## SOURCE MATERIAL
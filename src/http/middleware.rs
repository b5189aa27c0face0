//! Rate limiting middleware.

use std::net::SocketAddr;
use std::sync::Arc;

use axum::{
    extract::{ConnectInfo, Request, State},
    http::{header, HeaderMap, StatusCode},
    middleware::Next,
    response::{IntoResponse, Response},
    Json,
};
use serde_json::json;
use tracing::warn;

use crate::ratelimit::{AdmissionControl, Decision, RequestMeta};

/// Shared handle to the admission policy, cloned into the middleware state.
#[derive(Clone)]
pub struct RateGate {
    policy: Arc<dyn AdmissionControl>,
}

impl RateGate {
    pub fn new(policy: Arc<dyn AdmissionControl>) -> Self {
        Self { policy }
    }

    /// The underlying admission policy.
    pub fn policy(&self) -> &Arc<dyn AdmissionControl> {
        &self.policy
    }
}

/// Middleware entry point: admit the request or terminate it with 429.
///
/// Register with `axum::middleware::from_fn_with_state`. On rejection the
/// wrapped handler is never invoked and a single warning is logged with the
/// method, URL, client IP, and attempt count.
pub async fn enforce(State(gate): State<RateGate>, request: Request, next: Next) -> Response {
    let meta = RequestMeta::new(
        request.method().as_str(),
        request.uri().to_string(),
        client_ip(&request),
    );

    match gate.policy.admit(&meta).await {
        Decision::Allow => next.run(request).await,
        Decision::Reject {
            attempts,
            retry_after_ms,
        } => {
            warn!(
                method = %meta.method,
                url = %meta.url,
                ip = %meta.client_ip,
                attempts,
                "rate limit exceeded"
            );
            too_many_requests(retry_after_ms)
        }
    }
}

/// Resolve the client address: first `X-Forwarded-For` hop, then
/// `X-Real-IP`, then the peer address.
pub(super) fn client_ip(request: &Request) -> String {
    if let Some(ip) = forwarded_ip(request.headers()) {
        return ip;
    }
    request
        .extensions()
        .get::<ConnectInfo<SocketAddr>>()
        .map(|ConnectInfo(addr)| addr.ip().to_string())
        .unwrap_or_else(|| "unknown".to_string())
}

fn forwarded_ip(headers: &HeaderMap) -> Option<String> {
    if let Some(value) = headers
        .get("x-forwarded-for")
        .and_then(|v| v.to_str().ok())
        .and_then(|v| v.split(',').next())
    {
        let value = value.trim();
        if !value.is_empty() {
            return Some(value.to_string());
        }
    }
    headers
        .get("x-real-ip")
        .and_then(|v| v.to_str().ok())
        .map(|v| v.trim().to_string())
        .filter(|v| !v.is_empty())
}

/// The terminal 429 response.
fn too_many_requests(retry_after_ms: u64) -> Response {
    let retry_after_secs = retry_after_ms.div_ceil(1000).max(1);
    (
        StatusCode::TOO_MANY_REQUESTS,
        [(header::RETRY_AFTER, retry_after_secs.to_string())],
        Json(json!({
            "data": null,
            "error": {
                "status": 429,
                "name": "TooManyRequestsError",
                "message": "Too many requests, please try again later."
            }
        })),
    )
        .into_response()
}

#[cfg(test)]
mod tests {
    use super::*;
    use axum::{
        body::Body,
        middleware::from_fn_with_state,
        routing::{get, post},
        Router,
    };
    use http_body_util::BodyExt;
    use serde_json::Value;
    use tower::ServiceExt;

    use crate::config::{LimiterConfig, PolicyKind};
    use crate::ratelimit::build_policy;

    fn test_router(max: u64) -> Router {
        let config = LimiterConfig {
            policy: PolicyKind::PathScopedFixedWindow,
            max,
            window_ms: 900_000,
            paths: vec!["/api/auth/local".into()],
            admin_prefix: "/admin".into(),
            eviction_grace_ms: 900_000,
            sweep_interval_secs: 60,
        };
        let gate = RateGate::new(build_policy(&config));
        Router::new()
            .route("/api/auth/local", post(|| async { "ok" }))
            .route("/api/blogs", get(|| async { "ok" }))
            .layer(from_fn_with_state(gate, enforce))
    }

    fn request(method: &str, uri: &str, ip: [u8; 4]) -> Request {
        let mut request = Request::builder()
            .method(method)
            .uri(uri)
            .body(Body::empty())
            .unwrap();
        request
            .extensions_mut()
            .insert(ConnectInfo(SocketAddr::from((ip, 4000))));
        request
    }

    #[tokio::test]
    async fn test_limited_path_rejected_past_max() {
        let router = test_router(3);
        for _ in 0..3 {
            let response = router
                .clone()
                .oneshot(request("POST", "/api/auth/local", [1, 2, 3, 4]))
                .await
                .unwrap();
            assert_eq!(response.status(), StatusCode::OK);
        }
        let response = router
            .oneshot(request("POST", "/api/auth/local", [1, 2, 3, 4]))
            .await
            .unwrap();
        assert_eq!(response.status(), StatusCode::TOO_MANY_REQUESTS);
        assert!(response.headers().contains_key(header::RETRY_AFTER));
    }

    #[tokio::test]
    async fn test_rejection_body_shape() {
        let router = test_router(1);
        router
            .clone()
            .oneshot(request("POST", "/api/auth/local", [1, 2, 3, 4]))
            .await
            .unwrap();
        let response = router
            .oneshot(request("POST", "/api/auth/local", [1, 2, 3, 4]))
            .await
            .unwrap();

        let body = response.into_body().collect().await.unwrap().to_bytes();
        let body: Value = serde_json::from_slice(&body).unwrap();
        assert_eq!(
            body,
            json!({
                "data": null,
                "error": {
                    "status": 429,
                    "name": "TooManyRequestsError",
                    "message": "Too many requests, please try again later."
                }
            })
        );
    }

    #[tokio::test]
    async fn test_unlisted_path_never_limited() {
        let router = test_router(1);
        for _ in 0..10 {
            let response = router
                .clone()
                .oneshot(request("GET", "/api/blogs", [1, 2, 3, 4]))
                .await
                .unwrap();
            assert_eq!(response.status(), StatusCode::OK);
        }
    }

    #[tokio::test]
    async fn test_clients_limited_independently() {
        let router = test_router(1);
        router
            .clone()
            .oneshot(request("POST", "/api/auth/local", [1, 2, 3, 4]))
            .await
            .unwrap();
        let response = router
            .clone()
            .oneshot(request("POST", "/api/auth/local", [1, 2, 3, 4]))
            .await
            .unwrap();
        assert_eq!(response.status(), StatusCode::TOO_MANY_REQUESTS);

        let response = router
            .oneshot(request("POST", "/api/auth/local", [5, 6, 7, 8]))
            .await
            .unwrap();
        assert_eq!(response.status(), StatusCode::OK);
    }

    #[tokio::test]
    async fn test_forwarded_for_takes_precedence() {
        let router = test_router(1);

        // Same peer address, distinct forwarded clients: separate windows.
        for ip in ["10.0.0.1", "10.0.0.2"] {
            let mut req = request("POST", "/api/auth/local", [127, 0, 0, 1]);
            req.headers_mut()
                .insert("x-forwarded-for", ip.parse().unwrap());
            let response = router.clone().oneshot(req).await.unwrap();
            assert_eq!(response.status(), StatusCode::OK);
        }

        let mut req = request("POST", "/api/auth/local", [127, 0, 0, 1]);
        req.headers_mut()
            .insert("x-forwarded-for", "10.0.0.1".parse().unwrap());
        let response = router.oneshot(req).await.unwrap();
        assert_eq!(response.status(), StatusCode::TOO_MANY_REQUESTS);
    }

    #[test]
    fn test_forwarded_ip_parsing() {
        let mut headers = HeaderMap::new();
        assert_eq!(forwarded_ip(&headers), None);

        headers.insert("x-real-ip", "9.9.9.9".parse().unwrap());
        assert_eq!(forwarded_ip(&headers), Some("9.9.9.9".to_string()));

        headers.insert(
            "x-forwarded-for",
            "1.2.3.4, 10.0.0.1, 10.0.0.2".parse().unwrap(),
        );
        assert_eq!(forwarded_ip(&headers), Some("1.2.3.4".to_string()));
    }
}
//! Sliding-log rate limiter.

use std::collections::{HashMap, VecDeque};

use parking_lot::Mutex;

use super::filter::PathFilter;
use super::key::{ClientKey, KeyScope};
use super::request::{Decision, RequestMeta};
use super::WindowSettings;

/// A sliding-log rate limiter.
///
/// Instead of a counter per fixed window, each key keeps the timestamps of
/// its recent requests. On every request, timestamps that have fallen out of
/// the trailing window are discarded before the remainder is counted. This
/// smooths the boundary bursts a fixed window permits, at the cost of
/// O(requests-in-window) memory per key.
pub struct SlidingLogLimiter {
    logs: Mutex<HashMap<ClientKey, VecDeque<u64>>>,
    settings: WindowSettings,
    scope: KeyScope,
    filter: PathFilter,
}

impl SlidingLogLimiter {
    pub fn new(settings: WindowSettings, scope: KeyScope, filter: PathFilter) -> Self {
        Self {
            logs: Mutex::new(HashMap::new()),
            settings,
            scope,
            filter,
        }
    }

    /// Decide whether to admit a request observed at `now_ms`.
    pub fn admit_at(&self, meta: &RequestMeta, now_ms: u64) -> Decision {
        if !self.filter.applies_to(&meta.url) {
            return Decision::Allow;
        }

        let key = self.scope.key_for(meta);
        let window_ms = self.settings.window_ms;
        let mut logs = self.logs.lock();
        let log = logs.entry(key).or_default();

        // A timestamp at exactly window-age is out of range.
        while let Some(&oldest) = log.front() {
            if oldest + window_ms <= now_ms {
                log.pop_front();
            } else {
                break;
            }
        }

        if log.len() as u64 >= self.settings.max {
            let oldest = log.front().copied().unwrap_or(now_ms);
            Decision::Reject {
                attempts: log.len() as u64,
                retry_after_ms: (oldest + window_ms).saturating_sub(now_ms),
            }
        } else {
            log.push_back(now_ms);
            Decision::Allow
        }
    }

    /// Prune stale timestamps and drop keys whose log has been empty for
    /// longer than the grace period.
    ///
    /// Returns the number of keys evicted.
    pub fn sweep_at(&self, now_ms: u64) -> usize {
        let horizon = self
            .settings
            .window_ms
            .saturating_add(self.settings.eviction_grace_ms);
        let mut logs = self.logs.lock();
        let before = logs.len();
        logs.retain(|_, log| {
            while let Some(&oldest) = log.front() {
                if oldest + horizon <= now_ms {
                    log.pop_front();
                } else {
                    break;
                }
            }
            !log.is_empty()
        });
        before - logs.len()
    }

    /// Number of keys currently tracked.
    pub fn tracked_keys(&self) -> usize {
        self.logs.lock().len()
    }
}
use std::collections::BTreeMap;

use chrono::Datelike;
use quick_xml::events::{BytesStart, Event};
use quick_xml::Reader;
use serde::{Deserialize, Serialize};
use tracing::{debug, trace};

use super::category::{self, Category};
use super::dates;

const DOCUMENT_EXT: &str = ".pdf";

/// One linked cause list document from the listing table.
#[derive(Debug, Clone, PartialEq, Eq, Serialize, Deserialize)]
pub struct ListingEntry {
    pub hearing_date: String,
    pub category: Option<Category>,
    pub document_link: String,
}

impl ListingEntry {
    pub fn from_link(link: &str) -> Self {
        ListingEntry {
            hearing_date: dates::hearing_date(link).to_string(),
            category: category::classify(link),
            document_link: link.to_string(),
        }
    }

    pub fn category_label(&self) -> &'static str {
        category::label_or_empty(self.category)
    }
}

/// Listing entries keyed by `link_id`, ordered by key.
pub type Listing = BTreeMap<String, ListingEntry>;

/// `.../2024-10-16/M_R_2.pdf` -> `2024-10-16/M_R_2`.
pub fn link_id(link: &str) -> String {
    let mut parts = link.rsplit('/');
    let file = strip_document_ext(parts.next().unwrap_or_default());
    match parts.next() {
        Some(dir) if !dir.is_empty() => format!("{}/{}", dir, file),
        _ => file.to_string(),
    }
}

fn strip_document_ext(file: &str) -> &str {
    let cut = file.len().saturating_sub(DOCUMENT_EXT.len());
    match file.get(cut..) {
        Some(ext) if ext.eq_ignore_ascii_case(DOCUMENT_EXT) => &file[..cut],
        _ => file,
    }
}

fn is_document_link(href: &str) -> bool {
    href.to_ascii_lowercase().ends_with(DOCUMENT_EXT)
}

/// Per-row accumulators, reset on every `<tr>`.
#[derive(Debug, Default)]
struct RowState {
    links: Vec<String>,
    description: String,
    date_text: String,
}

/// Token-level scan of the cause list table.
#[derive(Debug, Clone)]
pub struct ListingScanner {
    /// Cell text containing this marker is read as the row's hearing date.
    year_marker: String,
}

impl Default for ListingScanner {
    fn default() -> Self {
        ListingScanner::for_year(chrono::Local::now().year())
    }
}

impl ListingScanner {
    pub fn for_year(year: i32) -> Self {
        ListingScanner {
            year_marker: format!("/{}", year),
        }
    }

    /// Best-effort: malformed markup just yields fewer entries.
    pub fn scan(&self, html: &str) -> Listing {
        let mut reader = Reader::from_str(html);
        let config = reader.config_mut();
        config.check_end_names = false;
        config.trim_text(true);

        let mut listing = Listing::new();
        let mut row: Option<RowState> = None;
        let mut awaiting_cell_text = false;
        let mut buf = Vec::new();

        loop {
            let before = reader.buffer_position();
            let event = reader.read_event_into(&mut buf);
            let cell_text_expected = std::mem::take(&mut awaiting_cell_text);

            match event {
                Ok(Event::Start(e)) => {
                    if is_tag(&e, b"tr") {
                        row = Some(RowState::default());
                    } else if let Some(state) = row.as_mut() {
                        awaiting_cell_text = self.on_tag_in_row(&e, state);
                    }
                }
                Ok(Event::Empty(e)) => {
                    if let Some(state) = row.as_mut() {
                        self.on_tag_in_row(&e, state);
                    }
                }
                Ok(Event::Text(e)) if cell_text_expected => {
                    if let Some(state) = row.as_mut() {
                        let text = e
                            .unescape()
                            .map(|t| t.into_owned())
                            .unwrap_or_else(|_| String::from_utf8_lossy(&e).into_owned());
                        self.on_cell_text(text.trim(), state);
                    }
                }
                Ok(Event::End(e)) if e.name().as_ref().eq_ignore_ascii_case(b"tr") => {
                    if let Some(state) = row.take().filter(|s| !s.links.is_empty()) {
                        trace!(
                            description = %state.description,
                            date = %state.date_text,
                            links = state.links.len(),
                            "listing row"
                        );
                        for link in state.links {
                            listing.insert(link_id(&link), ListingEntry::from_link(&link));
                        }
                    }
                }
                Ok(Event::Eof) => break,
                Err(e) => {
                    debug!(error = %e, position = before, "markup error in listing page");
                    if reader.buffer_position() <= before {
                        break;
                    }
                }
                _ => {}
            }
            buf.clear();
        }

        debug!(entries = listing.len(), "listing scanned");
        listing
    }

    /// Returns true when the next text token belongs to a freshly opened cell.
    fn on_tag_in_row(&self, e: &BytesStart<'_>, state: &mut RowState) -> bool {
        if is_tag(e, b"a") {
            if let Some(href) = href_of(e) {
                if is_document_link(&href) {
                    state.links.push(href);
                }
            }
            false
        } else {
            is_tag(e, b"td")
        }
    }

    fn on_cell_text(&self, text: &str, state: &mut RowState) {
        if text.contains(&self.year_marker) {
            state.date_text = text.to_string();
        } else if state.description.is_empty() {
            state.description = text.to_string();
        }
    }
}

fn is_tag(e: &BytesStart<'_>, name: &[u8]) -> bool {
    e.name().as_ref().eq_ignore_ascii_case(name)
}

fn href_of(e: &BytesStart<'_>) -> Option<String> {
    e.html_attributes()
        .filter_map(Result::ok)
        .find(|attr| attr.key.as_ref().eq_ignore_ascii_case(b"href"))
        .map(|attr| match attr.unescape_value() {
            Ok(v) => v.into_owned(),
            Err(_) => String::from_utf8_lossy(&attr.value).into_owned(),
        })
}

/// Scan with the current year's date convention.
pub fn scan_listing(html: &str) -> Listing {
    ListingScanner::default().scan(html)
}

#[cfg(test)]
mod tests {
    use super::*;

    fn fixture() -> String {
        std::fs::read_to_string("tests/fixtures/listing.html").unwrap()
    }

    #[test]
    fn link_id_from_last_two_segments() {
        assert_eq!(
            link_id("https://cdn.example.in/causelist/2024-10-16/M_R_2.pdf"),
            "2024-10-16/M_R_2"
        );
        assert_eq!(link_id("M_R_2.PDF"), "M_R_2");
    }

    #[test]
    fn scans_fixture_rows() {
        let listing = ListingScanner::for_year(2024).scan(&fixture());
        let keys: Vec<&str> = listing.keys().map(String::as_str).collect();
        assert_eq!(
            keys,
            vec![
                "2024-10-16/Advance_List",
                "2024-10-16/M_J_1",
                "2024-10-16/M_J_2",
                "2024-10-16/M_R_2",
            ]
        );

        let main = &listing["2024-10-16/M_J_1"];
        assert_eq!(main.hearing_date, "2024-10-16");
        assert_eq!(main.category, Some(Category::JudgeMiscMain));
        assert!(main.document_link.ends_with("/2024-10-16/M_J_1.pdf"));

        let suppl = &listing["2024-10-16/M_J_2"];
        assert_eq!(suppl.category_label(), "JUDGE MISCELLANEOUS SUPPL");
    }

    #[test]
    fn one_entry_per_row_with_single_anchor() {
        let rows: String = (1..=5)
            .map(|i| {
                format!(
                    "<tr><td>{i}</td><td>Item {i}</td><td><a href=\"/cl/2024-10-{i:02}/M_S_{i}.pdf\">PDF</a></td></tr>"
                )
            })
            .collect();
        let html = format!("<table><tbody>{}</tbody></table>", rows);
        assert_eq!(ListingScanner::for_year(2024).scan(&html).len(), 5);
    }

    #[test]
    fn links_outside_rows_and_non_documents_ignored() {
        let html = r#"<div><a href="/x/2024-10-16/M_J_1.pdf">stray</a></div>
            <table><tr><td><a href="/about.html">About</a></td></tr></table>"#;
        assert!(ListingScanner::for_year(2024).scan(html).is_empty());
    }

    #[test]
    fn duplicate_ids_last_writer_wins() {
        let html = r#"<table>
            <tr><td><a href="https://a.example/2024-10-16/M_J_1.pdf">A</a></td></tr>
            <tr><td><a href="https://b.example/2024-10-16/M_J_1.pdf">B</a></td></tr>
            </table>"#;
        let listing = ListingScanner::for_year(2024).scan(html);
        assert_eq!(listing.len(), 1);
        assert!(listing["2024-10-16/M_J_1"].document_link.starts_with("https://b."));
    }

    #[test]
    fn malformed_markup_is_not_fatal() {
        assert!(scan_listing("").is_empty());
        assert!(scan_listing("<table><tr><td>unterminated").is_empty());
        let html = r#"<table><tr><td><a href="/c/2024-10-16/M_C_1.pdf">x</a></td></tr><tr><td <<<"#;
        let listing = ListingScanner::for_year(2024).scan(html);
        assert_eq!(listing.len(), 1);
    }
}
/// Which masthead label opens the court/judge block of a section.
#[derive(Debug, Clone, Copy, PartialEq, Eq)]
pub enum HeaderLabel {
    CourtNo,
    Dated,
    RegistrarCourtNo,
}

impl HeaderLabel {
    /// Later entries win when present.
    const PRECEDENCE: &'static [HeaderLabel] = &[
        HeaderLabel::Dated,
        HeaderLabel::CourtNo,
        HeaderLabel::RegistrarCourtNo,
    ];

    pub fn marker(self) -> &'static str {
        match self {
            HeaderLabel::CourtNo => "court no. :",
            HeaderLabel::Dated => "dated :",
            HeaderLabel::RegistrarCourtNo => "registrar court no.",
        }
    }

    /// Pick the label for a lowercased section. "dated :" is the fallback
    /// even when absent; a registrar block overrides everything.
    pub fn detect(section_lower: &str) -> HeaderLabel {
        HeaderLabel::PRECEDENCE
            .iter()
            .copied()
            .filter(|label| section_lower.contains(label.marker()))
            .last()
            .unwrap_or(HeaderLabel::Dated)
    }
}

const TERMINATORS: &[&str] = &["(time :", "note:", "this bench"];

/// Labels that carry a court number after them, checked in order.
const COURT_NO_LABELS: &[HeaderLabel] = &[HeaderLabel::CourtNo, HeaderLabel::RegistrarCourtNo];

#[derive(Debug, Clone, Copy, PartialEq, Eq)]
enum WalkState {
    Seeking,
    Capturing,
    Done,
}

#[derive(Debug, Clone, Default, PartialEq, Eq)]
pub struct SectionHeader {
    pub court_no: String,
    pub judge_names: String,
}

fn is_terminator(line_lower: &str) -> bool {
    TERMINATORS.iter().any(|t| line_lower.contains(t))
}

fn court_no_from(line_lower: &str) -> Option<String> {
    COURT_NO_LABELS.iter().find_map(|label| {
        line_lower
            .split(label.marker())
            .nth(1)
            .map(|rest| rest.trim().to_string())
    })
}

/// Walk a section line by line and pull out the court number and the judge
/// lines that follow the header label.
pub fn parse_header(section: &str) -> SectionHeader {
    let label = HeaderLabel::detect(&section.to_lowercase());
    let mut state = WalkState::Seeking;
    let mut court_no = String::new();
    let mut judges: Vec<&str> = Vec::new();

    for line in section.split('\n') {
        let lower = line.to_lowercase();
        if is_terminator(&lower) {
            state = WalkState::Done;
            break;
        }
        if state == WalkState::Capturing {
            judges.push(line.trim());
        }
        if lower.contains(label.marker()) {
            if let Some(no) = court_no_from(&lower) {
                court_no = no;
            }
            state = WalkState::Capturing;
        }
    }

    tracing::trace!(?label, ?state, judges = judges.len(), "section header parsed");

    SectionHeader {
        court_no,
        judge_names: judges.join(", "),
    }
}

## WHAT YOU HAVE TO DO
Count the lines above in which the string "Allow" occurs, and write the number with no other text.

## ANSWER FOR THIS EXERCISE
3